Against the background of these well-established understandings of the dynamics of group behaviour, we must ask ourselves why the rate and intensity of racism has increased dramatically during the Covid-19 pandemic?

The broader global context and currents before the pandemic produced the unleashing of racism in Trump’s America; international anti- Muslim acts; anti-Western terrorism; increased anti-Semitism in Europe, America and Australia; the rise of authoritarian nationalism in many countries.

Of grave current concern is the rise of far-right white supremacists and Christian fundamentalists both stoking anxiety and hate in the name of either love or salvation and offering their devotees omnipotent and grandiose solutions. They do this while whipping up mob-behaviour and in the pandemic, obstructing community health measures, or demanding “religious freedom” to worship counter to health regulations and actively encouraging their followers to flout self-distancing measures while promising “Jesus’ protection” from the Covid-19 virus. For example:

‘A phantom plague’: America’s Bible Belt played down the pandemic …dozens of pastors are dead”

What social dynamics might religious fundamentalism and racism have in common? And why has the pandemic unleashed and intensified such primitive conduct? These are worthwhile topics for socioanalytic thinkers to examine.
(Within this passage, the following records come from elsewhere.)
use std::sync::Arc;

use actix_governor::Governor;
use actix_web::middleware::NormalizePath;
use actix_web::web::{self, Data};
use actix_web::{App, HttpServer};
use anyhow::{Context, Result};

mod api;
mod clock;
mod config;
mod db;
mod docs;
mod error;
mod model;
mod routes;
mod service;
mod store;

use clock::{Clock, SystemClock};
use config::Config;
use db::init_db;
use store::AttendanceStore;
use store::mysql::MySqlAttendanceStore;

use crate::docs::ApiDoc;
use tracing::info;
use tracing_appender::rolling;
use utoipa::OpenApi; // ← needed for ApiDoc::openapi()
use utoipa_swagger_ui::SwaggerUi;

#[actix_web::main]
async fn main() -> Result<()> {
    let config = Config::from_env()?;

    // Rolling daily log
    let file_appender = rolling::daily(&config.log_dir, "app.log");
    let (non_blocking, _guard) = tracing_appender::non_blocking(file_appender);

    tracing_subscriber::fmt()
        .with_writer(non_blocking)
        .with_max_level(tracing::Level::DEBUG)
        .with_ansi(false)
        .with_target(false) // removes module path
        .with_level(true)
        .with_thread_ids(false)
        .with_thread_names(false)
        .pretty()
        .init();

    info!(addr = %config.server_addr, user_id = config.user_id, "Server starting...");

    let pool = init_db(&config.database_url, config.db_max_connections).await?;

    let store: Arc<dyn AttendanceStore> = Arc::new(MySqlAttendanceStore::new(pool));
    let clock: Arc<dyn Clock> = Arc::new(SystemClock);
    let limiter = routes::build_limiter_config(config.rate_api_per_min)?;

    let server_addr = config.server_addr.clone();

    HttpServer::new(move || {
        App::new()
            .wrap(actix_web::middleware::Logger::default())
            .wrap(NormalizePath::trim())
            .service(
                SwaggerUi::new("/swagger-ui/{_:.*}") // ← important: wildcard {_:.*} to match JS/CSS files
                    .url("/api-doc/openapi.json", ApiDoc::openapi()),
            )
            .app_data(Data::from(store.clone()))
            .app_data(Data::from(clock.clone()))
            .app_data(Data::new(config.clone()))
            .configure(routes::public_routes)
            .service(
                web::scope(routes::API_PREFIX)
                    .wrap(Governor::new(&limiter))
                    .configure(routes::attendance_routes),
            )
    })
    .bind(&server_addr)
    .with_context(|| format!("Failed to bind {server_addr}"))?
    .run()
    .await?;

    Ok(())
}
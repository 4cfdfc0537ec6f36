//! Playback control shared between the processing loop and its operators

use crate::dashboard::DashboardStore;
use serde::{Deserialize, Serialize};
use std::sync::{Arc, Mutex, PoisonError};

/// Playback state of the processing loop
#[derive(Debug, Clone, Copy, PartialEq, Eq, Serialize, Deserialize)]
#[serde(rename_all = "lowercase")]
pub enum PlaybackState {
    Play,
    Pause,
    /// Rewind the source and reset transient state, then play
    Replay,
    /// Source exhausted
    Ended,
    /// Loop asked to return to its caller
    Stopped,
}

#[derive(Debug)]
struct ControlInner {
    state: PlaybackState,
    acknowledge_pending: bool,
}

/// Cloneable control handle; every clone drives the same loop
#[derive(Debug, Clone)]
pub struct PlaybackControl {
    inner: Arc<Mutex<ControlInner>>,
    dashboard: Option<DashboardStore>,
}

impl Default for PlaybackControl {
    fn default() -> Self {
        Self::new()
    }
}

impl PlaybackControl {
    pub fn new() -> Self {
        Self {
            inner: Arc::new(Mutex::new(ControlInner {
                state: PlaybackState::Play,
                acknowledge_pending: false,
            })),
            dashboard: None,
        }
    }

    /// Control whose acknowledgments also clear the alert flag on `dashboard`
    pub fn with_dashboard(dashboard: DashboardStore) -> Self {
        Self {
            dashboard: Some(dashboard),
            ..Self::new()
        }
    }

    pub fn state(&self) -> PlaybackState {
        self.with(|inner| inner.state)
    }

    pub fn play(&self) {
        self.set(PlaybackState::Play);
    }

    pub fn pause(&self) {
        self.set(PlaybackState::Pause);
    }

    pub fn replay(&self) {
        self.set(PlaybackState::Replay);
    }

    pub fn mark_ended(&self) {
        self.set(PlaybackState::Ended);
    }

    pub fn stop(&self) {
        self.set(PlaybackState::Stopped);
    }

    /// Operator acknowledged the current alert. The dashboard flag clears
    /// right away; the loop picks up the pending flag on its next pass.
    pub fn acknowledge(&self) {
        self.with(|inner| inner.acknowledge_pending = true);
        if let Some(dashboard) = &self.dashboard {
            dashboard.set_alert_triggered(false);
        }
    }

    /// Apply a named action. Returns false for unknown actions.
    pub fn apply(&self, action: &str) -> bool {
        match action {
            "play" => self.play(),
            "pause" => self.pause(),
            "replay" => self.replay(),
            "stop" => self.stop(),
            "continue" => self.acknowledge(),
            _ => return false,
        }
        true
    }

    /// Consume a pending replay request, switching back to Play
    pub fn take_replay(&self) -> bool {
        self.with(|inner| {
            if inner.state == PlaybackState::Replay {
                inner.state = PlaybackState::Play;
                true
            } else {
                false
            }
        })
    }

    /// Consume a pending acknowledgment
    pub fn take_acknowledge(&self) -> bool {
        self.with(|inner| std::mem::take(&mut inner.acknowledge_pending))
    }

    fn set(&self, state: PlaybackState) {
        self.with(|inner| inner.state = state);
    }

    fn with<R>(&self, f: impl FnOnce(&mut ControlInner) -> R) -> R {
        let mut guard = self.inner.lock().unwrap_or_else(PoisonError::into_inner);
        f(&mut guard)
    }
}

#[cfg(test)]
mod tests {
    use super::*;
    use crate::config::{AlertConfig, ScoringConfig};
    use crate::types::{CongestionStatus, Metrics, Sector};
    use chrono::Utc;

    #[test]
    fn test_starts_playing() {
        assert_eq!(PlaybackControl::new().state(), PlaybackState::Play);
    }

    #[test]
    fn test_clones_share_state() {
        let control = PlaybackControl::new();
        let remote = control.clone();
        remote.pause();
        assert_eq!(control.state(), PlaybackState::Pause);
    }

    #[test]
    fn test_take_replay_once() {
        let control = PlaybackControl::new();
        control.replay();

        assert!(control.take_replay());
        assert_eq!(control.state(), PlaybackState::Play);
        assert!(!control.take_replay());
    }

    #[test]
    fn test_apply_actions() {
        let control = PlaybackControl::new();
        assert!(control.apply("pause"));
        assert_eq!(control.state(), PlaybackState::Pause);
        assert!(control.apply("continue"));
        assert!(control.take_acknowledge());
        assert!(!control.take_acknowledge());
        assert!(!control.apply("rewind"));
        assert_eq!(control.state(), PlaybackState::Pause);
    }

    #[test]
    fn test_continue_clears_dashboard_alert() {
        let dashboard = DashboardStore::new(&ScoringConfig::default(), &AlertConfig::default());
        let metrics = Metrics {
            count: 100,
            excluded: 0,
            congestion_index: 50.0,
            status: CongestionStatus::Critical,
            hotspot: Sector::NorthEast,
        };
        dashboard.publish_metrics(1, &metrics, "halt".to_string(), true, Utc::now());

        let control = PlaybackControl::with_dashboard(dashboard.clone());
        control.mark_ended();
        assert!(control.apply("continue"));

        assert!(!dashboard.snapshot().alert_triggered);
        assert_eq!(dashboard.snapshot().frame_index, 1);
        assert!(control.take_acknowledge());
    }
}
In brief, racists and religious extremists share a number of characteristics, the most notable of which is that they are anti-thinking, and anti-complexity. In the face of intense global anxiety they offer simple solutions that treat thinking with contempt and offer hope, safety and salvation. Philip Stokoe describes what he calls “fundamentalist thinking” (or more accurately ‘non-thinking’), in his penetrating papers and broadcasts:

The Covid-19 pandemic is a very useful vehicle to which these power-seeking movements can attach: an invisible, terrifying enemy, identified with China (and indiscriminately therefore, associated with anyone of Asian appearance – ‘other/foreigner ’). And maliciously and deliberately called the “Chinese virus”.

And how does the pandemic become associated with anti-Semitism? As Gareth Narunsky describes in a recent piece in the Australian Jewish News (April 30th 2020).

“Accusations that Jews created coronavirus, that affected Jews are being punished, and calling COVID-19 the “Jew flu” are just some examples of antisemitism expressed online by Australians during the current pandemic. It comes amid a global trend of antisemitism tied to the outbreak, with Israeli Foreign Minister Israel Katz saying this week that antisemitism, which was already on the rise, “has gotten another boost”.